You could probably climb all this at 5.3 or less.
By Shane H.
Feb 18, 2013
rating: 5.5 4b 13 IV+ 11 MS 4a PG13
|Spent yesterday doing Old Original. Absolutely stunning. We bypassed the first short pitch in favor of linking Bullseye and Derringer (both 5.5) to the ridgetop. The extra 300ish feet of fifth class was a blast, and I can't recommend that start high enough.|
By JC w KC redux
Jun 19, 2013
|There are many errors in this description. Get Brad Young's guidebook for an accurate description of all 9 pitches. This is a magical route. No need for a rack on this route. Two bolts max on any pitch - take 2 draws, 2 or 3 two or four foot runners with biners to sling small trees on the 4th class ledge(standard descent). You'll also need whatever you like to anchor yourself at a semi-hanging belay on the rappel pitch (pitch 5). If you are comfortable climbing 5.5 in approach shoes there is no need for climbing shoes. The standard descent will be the crux if you are uncomfortable with downclimbing 4th class. We encourage climbers to use the standard descent and NOT RAPPEL from trees down the ecologically fragile slopes above the caves. Cross the 4th class ledge(use runners on small trees to protect) and carefully follow the gully down to the caves being extra watchful of poison oak. The PO can be avoided with care and there are only a few short spots of 3rd and 4th class downclimbing in the lower gully.|
By Floyd Hayes
4 days ago
I have David Rubine's older guide, not Brad Young's newer guide, so I don't know how good the directions are for the alternative Derringer Direct (Bullseye Variation) start, which I highly recommend. I couldn't find much information online, so here's my description:
APPROACH: After hiking uphill past the steep south buttress of Machete Ridge you arrive at the lower angle southeast face. Just below the first pine tree, scramble left across sloping ledges to the base of the largest groove that ascends the middle of the face. You'll see a bolt just above the base of the groove, which can be reached by a few class 4 moves of downclimbing. Belay from the bolt.
DERRINGER DIRECT PITCH 1 (5.5): Climb up the groove 175' past a two-bolt anchor (don't use it unless your rope is short) and two more bolts to a double bolt anchor just below a steep but short headwall.
DERRINGER PITCH 2 (5.5): Traverse right 75' below the steep but short headwall until the angle lowers and then 35' up past a bolt to a tiny Interior Live Oak bush, and belay off a single boat just left of the bush.
DERRINGER PITCH 3 (5.0): Climb up and right 25' to a bolt, then up to the ridge. After 120' (from belay) you reach a manzanita (I think) on the ridge where you can belay, or you can continue 225' (easy simulclimbing with a rope shorter than 70 m) to the three-bolt anchor atop OLD ORIGINAL pitch 2.
Matt Leonard's description (see above) of Old Original is the best I could find online.

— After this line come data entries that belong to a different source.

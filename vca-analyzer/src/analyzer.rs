//! The parallel analysis engine.
//!
//! An [`Analyzer`] owns a fixed pool of worker threads. [`Analyzer::push`]
//! hands a frame (and a reference to its predecessor, captured at push time)
//! to a bounded jobs queue; workers compute per-block DCT energy and texture
//! SAD in arbitrary order, and [`Analyzer::pull`] delivers the results in
//! strict submission order.

use crate::energy::{self, FrameResult};
use crate::error::{AnalyzerError, Result};
use crate::queue::{BoundedQueue, OrderedResultBuffer};
use crate::transform::{Kernels, TransformSize};
use parking_lot::Mutex;
use serde::{Deserialize, Serialize};
use std::sync::Arc;
use std::thread::{self, JoinHandle};
use tracing::{debug, info, warn};
use vca_core::{Error as CoreError, Frame, FrameInfo};

/// Jobs queue depth; pushes beyond this many undispatched frames block.
const JOB_QUEUE_CAPACITY: usize = 5;

/// Preferred SIMD backend.
///
/// Accepted so configurations round-trip losslessly; the scalar kernels are
/// the normative implementation and are always used.
#[derive(Debug, Clone, Copy, PartialEq, Eq, Default, Serialize, Deserialize)]
pub enum CpuSimd {
    /// Pick the best backend for the host.
    #[default]
    Autodetect,
    /// Force the scalar kernels.
    None,
    Sse2,
    Ssse3,
    Sse4,
    Avx2,
}

/// Analyzer configuration, immutable after [`Analyzer::open`].
#[derive(Debug, Clone, Serialize, Deserialize)]
pub struct AnalyzerConfig {
    /// Permit platform-optimized kernels. Does not change results.
    pub enable_asm: bool,
    /// Frame geometry. May stay zeroed to lock it in from the first pushed
    /// frame, e.g. when a Y4M reader autodetects it.
    pub frame_info: FrameInfo,
    /// Analysis block size; one of 8, 16 or 32.
    pub block_size: u32,
    /// Number of worker threads; 0 autodetects the hardware concurrency.
    pub nr_frame_threads: u32,
    /// Preferred kernel backend.
    pub cpu_simd: CpuSimd,
    /// Swap in the low-pass DCT kernels for 16 and 32 blocks.
    pub enable_lowpass_dct: bool,
}

impl Default for AnalyzerConfig {
    fn default() -> Self {
        Self {
            enable_asm: true,
            frame_info: FrameInfo::default(),
            block_size: 32,
            nr_frame_threads: 0,
            cpu_simd: CpuSimd::default(),
            enable_lowpass_dct: false,
        }
    }
}

impl AnalyzerConfig {
    fn validate(&self) -> Result<()> {
        if !matches!(self.block_size, 8 | 16 | 32) {
            return Err(CoreError::invalid_config(format!(
                "block size {} not in {{8, 16, 32}}",
                self.block_size
            ))
            .into());
        }
        if !self.frame_info.is_unset() {
            self.frame_info
                .validate()
                .map_err(|e| CoreError::invalid_config(format!("frame info: {e}")))?;
        }
        Ok(())
    }

    /// Worker count after autodetection.
    pub fn effective_threads(&self) -> usize {
        if self.nr_frame_threads == 0 {
            thread::available_parallelism().map(|p| p.get()).unwrap_or(4)
        } else {
            self.nr_frame_threads as usize
        }
    }
}

/// One unit of work: a frame plus the frame pushed immediately before it.
struct Job {
    id: u64,
    frame: Frame,
    prev: Option<Frame>,
}

/// Analyzer lifecycle.
#[derive(Debug, Clone, Copy, PartialEq, Eq)]
enum State {
    /// Opened, nothing pushed yet.
    Open,
    /// At least one frame pushed.
    Running,
    /// Close requested; queues aborted.
    Aborted,
    /// Workers joined.
    Closed,
}

struct Shared {
    jobs: BoundedQueue<Job>,
    results: OrderedResultBuffer<FrameResult>,
    state: Mutex<State>,
}

struct PushState {
    next_id: u64,
    locked_info: Option<FrameInfo>,
    last_frame: Option<Frame>,
}

struct PullState {
    prev_sad: f64,
}

/// The top-level analysis engine.
///
/// A single producer calls [`push`](Self::push) and a single consumer calls
/// [`pull`](Self::pull); producer and consumer may be different threads.
pub struct Analyzer {
    config: AnalyzerConfig,
    shared: Arc<Shared>,
    workers: Mutex<Vec<JoinHandle<()>>>,
    push_state: Mutex<PushState>,
    pull_state: Mutex<PullState>,
}

impl Analyzer {
    /// Validate the configuration, install the kernel table and start the
    /// worker pool.
    pub fn open(config: AnalyzerConfig) -> Result<Self> {
        config.validate()?;
        let block_size = TransformSize::from_size(config.block_size as usize)
            .ok_or_else(|| CoreError::invalid_config("unsupported block size"))?;

        let threads = config.effective_threads();
        if config.nr_frame_threads == 0 {
            info!(threads, "autodetected worker count");
        }
        if config.enable_asm && config.cpu_simd != CpuSimd::None {
            debug!(simd = ?config.cpu_simd, "platform kernels requested; using scalar kernels");
        }
        info!(
            threads,
            block_size = config.block_size,
            lowpass = config.enable_lowpass_dct,
            "starting analysis workers"
        );

        let kernels = Kernels::new(config.enable_lowpass_dct);
        let shared = Arc::new(Shared {
            jobs: BoundedQueue::new(JOB_QUEUE_CAPACITY),
            results: OrderedResultBuffer::new(threads + 1),
            state: Mutex::new(State::Open),
        });

        let mut workers = Vec::with_capacity(threads);
        for i in 0..threads {
            let worker_shared = Arc::clone(&shared);
            let builder = thread::Builder::new().name(format!("vca-worker-{i}"));
            match builder.spawn(move || worker_loop(worker_shared, kernels, block_size, i)) {
                Ok(handle) => workers.push(handle),
                Err(e) => {
                    shared.jobs.abort();
                    shared.results.abort();
                    for handle in workers {
                        let _ = handle.join();
                    }
                    return Err(AnalyzerError::Internal(format!(
                        "failed to spawn worker thread: {e}"
                    )));
                }
            }
        }

        Ok(Self {
            config,
            shared,
            workers: Mutex::new(workers),
            push_state: Mutex::new(PushState {
                next_id: 0,
                locked_info: None,
                last_frame: None,
            }),
            pull_state: Mutex::new(PullState { prev_sad: 0.0 }),
        })
    }

    /// The configuration this analyzer was opened with.
    pub fn config(&self) -> &AnalyzerConfig {
        &self.config
    }

    /// Submit a frame for analysis.
    ///
    /// The frame's geometry is locked in on the first successful push; all
    /// later frames must match it. Blocks while the jobs queue is full.
    pub fn push(&self, frame: Frame) -> Result<()> {
        if matches!(*self.shared.state.lock(), State::Aborted | State::Closed) {
            return Err(AnalyzerError::Aborted);
        }

        let mut push = self.push_state.lock();
        self.check_frame(&frame, &mut push)?;

        let id = push.next_id;
        let prev = push.last_frame.replace(frame.clone());
        let job = Job { id, frame, prev };

        if !self.shared.jobs.wait_and_push(job) {
            return Err(AnalyzerError::Aborted);
        }
        push.next_id += 1;

        let mut state = self.shared.state.lock();
        if *state == State::Open {
            *state = State::Running;
        }
        Ok(())
    }

    fn check_frame(&self, frame: &Frame, push: &mut PushState) -> Result<()> {
        if frame.luma().is_none() || frame.luma_stride() == 0 {
            warn!("frame without luma data pushed");
            return Err(CoreError::invalid_frame("no luma data provided").into());
        }

        let info = frame.info;
        match push.locked_info {
            None => {
                info.validate()?;
                if !self.config.frame_info.is_unset() && info != self.config.frame_info {
                    warn!("first frame does not match the configured frame info");
                    return Err(CoreError::invalid_frame(
                        "frame does not match the configured frame info",
                    )
                    .into());
                }
                debug!(
                    width = info.width,
                    height = info.height,
                    bit_depth = info.bit_depth,
                    colorspace = %info.colorspace,
                    "locking frame info"
                );
                push.locked_info = Some(info);
            }
            Some(locked) => {
                if info != locked {
                    warn!("frame with different settings received");
                    return Err(CoreError::invalid_frame(
                        "frame settings differ from the first pushed frame",
                    )
                    .into());
                }
            }
        }
        Ok(())
    }

    /// True when the result for the next frame in submission order is ready.
    pub fn result_available(&self) -> bool {
        self.shared.results.ready()
    }

    /// Deliver the next result in submission order, blocking until it is
    /// ready. Returns [`AnalyzerError::Aborted`] once the analyzer has been
    /// closed and the remaining results are drained.
    pub fn pull(&self) -> Result<FrameResult> {
        let mut pull = self.pull_state.lock();
        let mut result = self
            .shared
            .results
            .pop_next()
            .ok_or(AnalyzerError::Aborted)?;

        // Epsilon needs the predecessor's frame SAD, which meets this result
        // exactly here, at the ordered delivery point.
        result.epsilon = if result.poc == 0 {
            0.0
        } else {
            energy::epsilon(result.sad, pull.prev_sad)
        };
        pull.prev_sad = result.sad;
        Ok(result)
    }

    /// Abort both queues, join the workers and release all frame references.
    ///
    /// Also runs on drop; calling it twice is harmless.
    pub fn close(&self) {
        {
            let mut state = self.shared.state.lock();
            if matches!(*state, State::Aborted | State::Closed) {
                return;
            }
            *state = State::Aborted;
        }
        debug!("closing analyzer");

        self.shared.jobs.abort();
        self.shared.results.abort();

        let workers = std::mem::take(&mut *self.workers.lock());
        for handle in workers {
            let _ = handle.join();
        }

        self.push_state.lock().last_frame = None;
        *self.shared.state.lock() = State::Closed;
    }
}

impl Drop for Analyzer {
    fn drop(&mut self) {
        self.close();
    }
}

fn worker_loop(shared: Arc<Shared>, kernels: Kernels, block_size: TransformSize, index: usize) {
    debug!(worker = index, "analysis worker started");
    while let Some(job) = shared.jobs.wait_and_pop() {
        let Job { id, frame, prev } = job;
        let result = energy::analyze(&kernels, block_size, id, &frame, prev.as_ref());

        // Release the pixel references before possibly blocking on the
        // result buffer; only the queues may hold frames past this point.
        drop(frame);
        drop(prev);

        if !shared.results.insert(id, result) {
            break;
        }
    }
    debug!(worker = index, "analysis worker stopped");
}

We thought the short traverse pass the bolt-protected bulge was real easy (like 5.3) while climbing below the bolt. The hardest climbing was the short but steep 8' notch that is bouldered (no protection needed) at the end of the pitch with the bulge (we thought it was 5.7).
Don't skip climbing Middle Tower (5.5), which was the highlight of the day. Don't bring any cams for the cracks at the base; slinging the top of the block at the base is more useful, but not necessary. The two bolts on the tower protect the hardest moves.
There are four long rappels from the base of Middle Tower, the first three off bolts and the fourth off a tree in a grassy meadow.
Good luck finding your way to the Balconies Cave! We went left, which looked closer, but had to downclimb a low-angle class 5 chimney to get to the trail. It may be easier going straight down the hill.